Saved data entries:
-- Opening Marker --
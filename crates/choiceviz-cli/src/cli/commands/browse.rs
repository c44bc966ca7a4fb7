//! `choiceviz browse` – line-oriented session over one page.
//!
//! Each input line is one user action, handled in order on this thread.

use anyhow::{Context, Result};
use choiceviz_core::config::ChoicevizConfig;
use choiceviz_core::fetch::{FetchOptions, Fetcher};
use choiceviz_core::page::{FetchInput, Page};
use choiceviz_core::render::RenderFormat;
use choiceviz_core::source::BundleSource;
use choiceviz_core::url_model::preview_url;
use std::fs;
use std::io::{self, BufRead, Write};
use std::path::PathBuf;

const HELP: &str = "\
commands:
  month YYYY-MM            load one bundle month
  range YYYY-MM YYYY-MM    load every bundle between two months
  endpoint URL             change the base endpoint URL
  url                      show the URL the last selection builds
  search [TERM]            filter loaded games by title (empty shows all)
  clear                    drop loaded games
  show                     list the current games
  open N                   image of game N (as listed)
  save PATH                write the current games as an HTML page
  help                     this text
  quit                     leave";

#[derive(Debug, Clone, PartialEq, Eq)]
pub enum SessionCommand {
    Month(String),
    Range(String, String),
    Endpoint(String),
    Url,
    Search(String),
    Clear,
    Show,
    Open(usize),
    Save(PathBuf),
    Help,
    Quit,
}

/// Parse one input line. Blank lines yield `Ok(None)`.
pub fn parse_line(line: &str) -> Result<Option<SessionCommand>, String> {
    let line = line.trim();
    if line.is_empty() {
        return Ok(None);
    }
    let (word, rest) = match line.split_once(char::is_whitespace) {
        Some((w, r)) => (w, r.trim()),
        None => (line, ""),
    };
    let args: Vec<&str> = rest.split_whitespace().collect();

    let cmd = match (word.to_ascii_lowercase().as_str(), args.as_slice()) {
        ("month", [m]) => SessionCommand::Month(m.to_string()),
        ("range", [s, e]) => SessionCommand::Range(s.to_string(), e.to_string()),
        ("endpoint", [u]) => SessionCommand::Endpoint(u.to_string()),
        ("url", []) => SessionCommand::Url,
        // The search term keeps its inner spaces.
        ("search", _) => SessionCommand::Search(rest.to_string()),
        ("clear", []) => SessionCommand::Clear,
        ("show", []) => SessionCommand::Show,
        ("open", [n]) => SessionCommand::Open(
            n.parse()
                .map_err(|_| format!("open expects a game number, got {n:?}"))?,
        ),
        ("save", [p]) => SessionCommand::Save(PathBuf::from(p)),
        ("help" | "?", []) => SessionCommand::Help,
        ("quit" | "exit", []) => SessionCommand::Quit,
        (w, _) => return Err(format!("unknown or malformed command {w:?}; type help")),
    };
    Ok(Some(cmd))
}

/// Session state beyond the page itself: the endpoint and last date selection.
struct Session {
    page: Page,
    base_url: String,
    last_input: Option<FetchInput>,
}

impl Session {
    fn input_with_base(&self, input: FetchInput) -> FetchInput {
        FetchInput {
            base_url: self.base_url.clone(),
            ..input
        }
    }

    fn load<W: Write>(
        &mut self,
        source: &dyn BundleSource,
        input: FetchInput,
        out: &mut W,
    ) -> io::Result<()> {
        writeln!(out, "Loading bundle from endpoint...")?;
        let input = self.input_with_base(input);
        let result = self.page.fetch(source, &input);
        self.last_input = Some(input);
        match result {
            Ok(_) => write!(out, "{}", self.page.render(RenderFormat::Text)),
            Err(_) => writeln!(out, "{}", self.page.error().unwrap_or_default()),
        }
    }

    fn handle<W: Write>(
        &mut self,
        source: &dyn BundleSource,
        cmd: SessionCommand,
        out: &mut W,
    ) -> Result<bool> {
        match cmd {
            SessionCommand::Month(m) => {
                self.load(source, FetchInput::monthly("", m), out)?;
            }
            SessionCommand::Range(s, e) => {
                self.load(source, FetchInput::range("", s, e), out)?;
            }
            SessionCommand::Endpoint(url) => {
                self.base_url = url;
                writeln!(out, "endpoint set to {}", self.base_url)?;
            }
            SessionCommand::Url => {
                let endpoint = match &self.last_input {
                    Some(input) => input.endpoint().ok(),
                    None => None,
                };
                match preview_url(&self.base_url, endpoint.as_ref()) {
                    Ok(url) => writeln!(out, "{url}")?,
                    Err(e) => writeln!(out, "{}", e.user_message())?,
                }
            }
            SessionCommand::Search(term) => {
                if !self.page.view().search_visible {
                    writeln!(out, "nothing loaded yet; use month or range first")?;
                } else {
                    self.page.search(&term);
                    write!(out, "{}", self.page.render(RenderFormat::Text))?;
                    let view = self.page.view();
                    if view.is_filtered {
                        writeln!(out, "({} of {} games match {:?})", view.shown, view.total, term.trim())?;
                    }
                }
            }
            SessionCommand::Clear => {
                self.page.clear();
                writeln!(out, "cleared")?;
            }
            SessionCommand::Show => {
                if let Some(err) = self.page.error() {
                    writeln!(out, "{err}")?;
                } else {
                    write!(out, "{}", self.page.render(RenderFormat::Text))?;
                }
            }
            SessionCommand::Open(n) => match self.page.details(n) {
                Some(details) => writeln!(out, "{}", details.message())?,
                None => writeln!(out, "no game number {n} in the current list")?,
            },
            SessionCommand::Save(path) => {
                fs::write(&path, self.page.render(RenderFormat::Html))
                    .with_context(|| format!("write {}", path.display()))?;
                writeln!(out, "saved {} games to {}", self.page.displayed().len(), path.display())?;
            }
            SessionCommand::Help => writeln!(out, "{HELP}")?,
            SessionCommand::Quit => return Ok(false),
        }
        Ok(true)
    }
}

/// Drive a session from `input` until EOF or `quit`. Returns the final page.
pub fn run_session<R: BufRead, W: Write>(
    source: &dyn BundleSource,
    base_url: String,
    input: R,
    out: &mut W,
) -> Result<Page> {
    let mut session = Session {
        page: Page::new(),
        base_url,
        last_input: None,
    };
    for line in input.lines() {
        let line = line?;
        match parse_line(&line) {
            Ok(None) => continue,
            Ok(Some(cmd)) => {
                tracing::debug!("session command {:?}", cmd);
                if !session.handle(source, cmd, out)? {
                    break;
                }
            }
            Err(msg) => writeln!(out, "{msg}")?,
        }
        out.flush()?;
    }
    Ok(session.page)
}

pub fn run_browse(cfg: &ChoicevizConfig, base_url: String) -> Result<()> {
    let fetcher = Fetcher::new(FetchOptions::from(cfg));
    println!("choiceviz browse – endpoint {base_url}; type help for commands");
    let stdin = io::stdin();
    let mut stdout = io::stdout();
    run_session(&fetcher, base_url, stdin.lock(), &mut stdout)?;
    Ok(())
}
-- Closing Marker --
-- Opening Marker --
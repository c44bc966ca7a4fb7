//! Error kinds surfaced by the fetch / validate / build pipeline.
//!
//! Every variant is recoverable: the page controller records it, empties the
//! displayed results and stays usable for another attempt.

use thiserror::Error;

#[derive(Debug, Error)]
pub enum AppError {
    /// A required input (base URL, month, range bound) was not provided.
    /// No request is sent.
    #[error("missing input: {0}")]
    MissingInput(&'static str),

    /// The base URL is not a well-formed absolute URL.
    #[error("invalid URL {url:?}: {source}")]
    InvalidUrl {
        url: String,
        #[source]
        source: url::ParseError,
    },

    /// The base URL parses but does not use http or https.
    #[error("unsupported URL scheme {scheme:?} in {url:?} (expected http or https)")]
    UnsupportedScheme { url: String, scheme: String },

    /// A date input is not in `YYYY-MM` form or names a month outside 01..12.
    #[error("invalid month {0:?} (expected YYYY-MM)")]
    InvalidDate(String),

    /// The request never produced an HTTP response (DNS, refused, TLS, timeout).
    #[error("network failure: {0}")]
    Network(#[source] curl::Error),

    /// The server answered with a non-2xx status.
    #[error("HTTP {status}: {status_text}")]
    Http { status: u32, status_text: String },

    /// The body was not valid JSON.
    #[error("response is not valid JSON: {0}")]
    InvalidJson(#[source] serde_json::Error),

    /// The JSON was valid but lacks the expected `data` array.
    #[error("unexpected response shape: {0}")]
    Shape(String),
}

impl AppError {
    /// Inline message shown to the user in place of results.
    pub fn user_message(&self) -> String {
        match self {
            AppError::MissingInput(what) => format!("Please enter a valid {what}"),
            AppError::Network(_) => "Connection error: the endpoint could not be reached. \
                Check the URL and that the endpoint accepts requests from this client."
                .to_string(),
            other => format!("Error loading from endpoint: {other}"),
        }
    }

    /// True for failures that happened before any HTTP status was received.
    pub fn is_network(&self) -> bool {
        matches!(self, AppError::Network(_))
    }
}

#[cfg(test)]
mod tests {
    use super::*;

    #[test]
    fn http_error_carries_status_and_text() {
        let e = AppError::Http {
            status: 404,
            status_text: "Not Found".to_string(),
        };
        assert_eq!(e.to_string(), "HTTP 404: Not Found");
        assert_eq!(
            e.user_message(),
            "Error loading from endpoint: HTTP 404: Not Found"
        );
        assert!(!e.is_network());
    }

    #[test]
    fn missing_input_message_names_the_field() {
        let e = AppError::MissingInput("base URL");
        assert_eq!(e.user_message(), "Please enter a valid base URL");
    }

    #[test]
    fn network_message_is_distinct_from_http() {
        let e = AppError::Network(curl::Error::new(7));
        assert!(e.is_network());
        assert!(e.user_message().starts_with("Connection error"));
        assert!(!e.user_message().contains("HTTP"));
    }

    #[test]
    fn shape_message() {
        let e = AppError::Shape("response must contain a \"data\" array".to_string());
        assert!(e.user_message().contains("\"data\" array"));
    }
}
-- Closing Marker --
WHAT YOU NEED TO DO:
The stretch of entries above that starts with the line containing "filename crates/choiceviz-cli/src/cli/commands/browse.rs" and goes on through the line containing "use choiceviz_core::config::ChoicevizConfig;" is to be transcribed exactly, and no other line is to be transcribed.

RESULT OF THE EXERCISE:
filename crates/choiceviz-cli/src/cli/commands/browse.rs
repository c44bc966ca7a4fb7
//! `choiceviz browse` – line-oriented session over one page.
//!
//! Each input line is one user action, handled in order on this thread.

use anyhow::{Context, Result};
use choiceviz_core::config::ChoicevizConfig;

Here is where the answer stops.